Today we finished testing the VAT’s join functionality. It turns out the bug I described yesterday wasn’t really a problem. I just forgot to do a “git pull”. Great…
It works really well! It can join any entities in the database together. There are a few missing things like the actions which are embedded in the hits, but we doubt we’ll have any issues getting that to work soon.
We need to start giving thought to how we create the UAT (User Affinity Tool), which will be responsible for augmenting their recommender engine. This will basically mean finding a way to produce meaningful information for their Elasticsearch queries quickly enough to not impede the user experience. This may mean denormalizing data (storing affinity scores which can be read from one spot each hit versus querying a user’s entire history for every new hit). In any case, we’ll need access to the internal user information. Right now that means tapping into their DNN system, which is the CMS they use.

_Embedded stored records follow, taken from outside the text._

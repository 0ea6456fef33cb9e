//! Node registry.
//!
//! Holds every configured node by name and materialises dynamic nodes the
//! first time a server URL is used as a node name.

use std::sync::Arc;

use dashmap::DashMap;
use ds_core::{NodeSettings, RaceSettings};
use ds_spi::Services;
use tracing::{debug, info};

use crate::error::{SessionError, SessionResult};
use crate::node::NodeConfig;

/// Registry of directory nodes.
pub struct NodeRegistry {
    nodes: DashMap<String, Arc<NodeConfig>>,
    services: Services,
    race: RaceSettings,
}

impl NodeRegistry {
    /// Creates an empty registry.
    #[must_use]
    pub fn new(services: Services, race: RaceSettings) -> Self {
        Self {
            nodes: DashMap::new(),
            services,
            race,
        }
    }

    /// Registers a configured node, replacing any node of the same name.
    ///
    /// A replaced node is marked deleted so pooled connections to it are
    /// evicted by the next sweep.
    pub fn register(&self, settings: NodeSettings) -> Arc<NodeConfig> {
        let node = self.materialize(settings);
        if let Some(previous) = self
            .nodes
            .insert(node.name().to_string(), Arc::clone(&node))
        {
            previous.mark_deleted();
            info!(node = %node.name(), "node replaced");
        } else {
            info!(node = %node.name(), "node registered");
        }
        node
    }

    /// Looks up a node by name.
    #[must_use]
    pub fn get(&self, name: &str) -> Option<Arc<NodeConfig>> {
        self.nodes.get(name).map(|entry| Arc::clone(entry.value()))
    }

    /// Removes a node and marks it deleted.
    pub fn remove(&self, name: &str) -> Option<Arc<NodeConfig>> {
        let (_, node) = self.nodes.remove(name)?;
        node.mark_deleted();
        info!(node = %name, "node removed");
        Some(node)
    }

    /// Returns the node called `name`.
    ///
    /// Names containing `://` are server URLs; their node is created on
    /// first use.
    ///
    /// # Errors
    ///
    /// Returns [`SessionError::UnknownNode`] for an unregistered plain name
    /// and [`SessionError::Config`] for an unusable URL.
    pub fn node_for(&self, name: &str) -> SessionResult<Arc<NodeConfig>> {
        if let Some(node) = self.get(name) {
            return Ok(node);
        }
        if !name.contains("://") {
            return Err(SessionError::UnknownNode(name.to_string()));
        }

        let entry = self.nodes.entry(name.to_string()).or_try_insert_with(|| {
            let settings = NodeSettings::from_url(name)?;
            debug!(node = %name, "materialising dynamic node");
            Ok::<_, SessionError>(self.materialize(settings))
        })?;
        Ok(Arc::clone(entry.value()))
    }

    /// Flags every node for rediscovery and resets replica checks.
    pub fn network_transition(&self) {
        for entry in &self.nodes {
            entry.value().network_transition();
        }
    }

    /// Every registered node.
    #[must_use]
    pub fn nodes(&self) -> Vec<Arc<NodeConfig>> {
        self.nodes.iter().map(|e| Arc::clone(e.value())).collect()
    }

    /// Names of every registered node.
    #[must_use]
    pub fn names(&self) -> Vec<String> {
        self.nodes.iter().map(|e| e.key().clone()).collect()
    }

    /// Number of registered nodes.
    #[must_use]
    pub fn len(&self) -> usize {
        self.nodes.len()
    }

    /// Returns true when no node is registered.
    #[must_use]
    pub fn is_empty(&self) -> bool {
        self.nodes.is_empty()
    }

    fn materialize(&self, settings: NodeSettings) -> Arc<NodeConfig> {
        let node = NodeConfig::new(settings, self.services.clone(), self.race.clone());
        node.start_background();
        node
    }
}

impl std::fmt::Debug for NodeRegistry {
    fn fmt(&self, f: &mut std::fmt::Formatter<'_>) -> std::fmt::Result {
        f.debug_struct("NodeRegistry")
            .field("nodes", &self.names())
            .finish_non_exhaustive()
    }
}

#[cfg(test)]
mod tests {
    use super::*;
    use crate::testing::MockTransport;

    fn registry() -> NodeRegistry {
        let services = Services::builder(Arc::new(MockTransport::new())).build();
        NodeRegistry::new(services, RaceSettings::default())
    }

    fn settings(name: &str) -> NodeSettings {
        NodeSettings::builder(name)
            .server("10.0.0.1")
            .build()
            .unwrap()
    }

    #[tokio::test]
    async fn register_and_lookup() {
        let registry = registry();
        let node = registry.register(settings("/LDAPv3/a"));

        let found = registry.get("/LDAPv3/a").unwrap();
        assert!(Arc::ptr_eq(&node, &found));
        assert_eq!(registry.len(), 1);
        assert!(matches!(
            registry.node_for("/LDAPv3/missing"),
            Err(SessionError::UnknownNode(_))
        ));
    }

    #[tokio::test]
    async fn replacing_marks_previous_deleted() {
        let registry = registry();
        let first = registry.register(settings("/LDAPv3/a"));
        let second = registry.register(settings("/LDAPv3/a"));

        assert!(first.is_deleted());
        assert!(!second.is_deleted());
        assert_eq!(registry.len(), 1);
    }

    #[tokio::test]
    async fn remove_marks_deleted() {
        let registry = registry();
        registry.register(settings("/LDAPv3/a"));
        let removed = registry.remove("/LDAPv3/a").unwrap();
        assert!(removed.is_deleted());
        assert!(registry.is_empty());
        assert!(registry.remove("/LDAPv3/a").is_none());
    }

    #[tokio::test]
    async fn url_names_create_dynamic_nodes_once() {
        let registry = registry();
        let a = registry.node_for("ldap://10.0.0.5").unwrap();
        let b = registry.node_for("ldap://10.0.0.5").unwrap();
        assert!(Arc::ptr_eq(&a, &b));
        assert!(!a.is_local_socket());

        let local = registry.node_for("ldapi://%2Fvar%2Frun%2Fldapi").unwrap();
        assert!(local.is_local_socket());
        assert_eq!(local.replicas().len(), 1);

        assert!(matches!(
            registry.node_for("ftp://10.0.0.5"),
            Err(SessionError::Config(_))
        ));
    }

    #[tokio::test]
    async fn network_transition_reaches_every_node() {
        let transport = Arc::new(MockTransport::new());
        transport.add("/tmp/ds.sock", crate::testing::EndpointBehavior::new());
        let registry = NodeRegistry::new(
            Services::builder(transport).build(),
            RaceSettings::default(),
        );
        let node = registry.node_for("ldapi://%2Ftmp%2Fds.sock").unwrap();

        let mut selected = node.find_suitable_replica(None, false, false).await.unwrap();
        selected.session.unbind().await.unwrap();
        assert!(!selected.replica.is_unchecked());

        registry.network_transition();
        assert!(selected.replica.is_unchecked());
        assert!(node.discovery_pending());
    }
}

We think we will design this with an API style so that we avoid having our code directly access their database (SQL Server in this case), and then in the future if they change their CMS system, they just need to make sure the API can access it and return the user info to us in the same way as when we develop our system. It will likely be a very simple API so we think we’ll use AWS’s Lambda feature. This may be its time to shine. It’s great for simple API’s which are called business-to-business (not user-facing) because there’s no need for authentication or rate limiting, because you know who’s calling it. Something this simple can fit into one function. Lambda can even be economical because they charge by the 100ms of your function’s execution time. You don’t need to keep an EC2 instance running 24/7. If your function would be hit constantly so that you’re constantly incurring charges, then at that point it might make sense to just roll an instance instead. We’ll be crunching those numbers too, but we were told that AWS fees really aren’t a big concern for us so we’re not too worried. If anything, I’d love to use Lambda because it’ll help me get some practice in creating systems with the serverless architecture.
I’m excited for the UAT portion of the project because I get to see how one goes about connecting various web services together and using machine learning techniques like Elasticsearch’s capabilities. These are definitely skills I can take with me in the future in jobs and my own projects.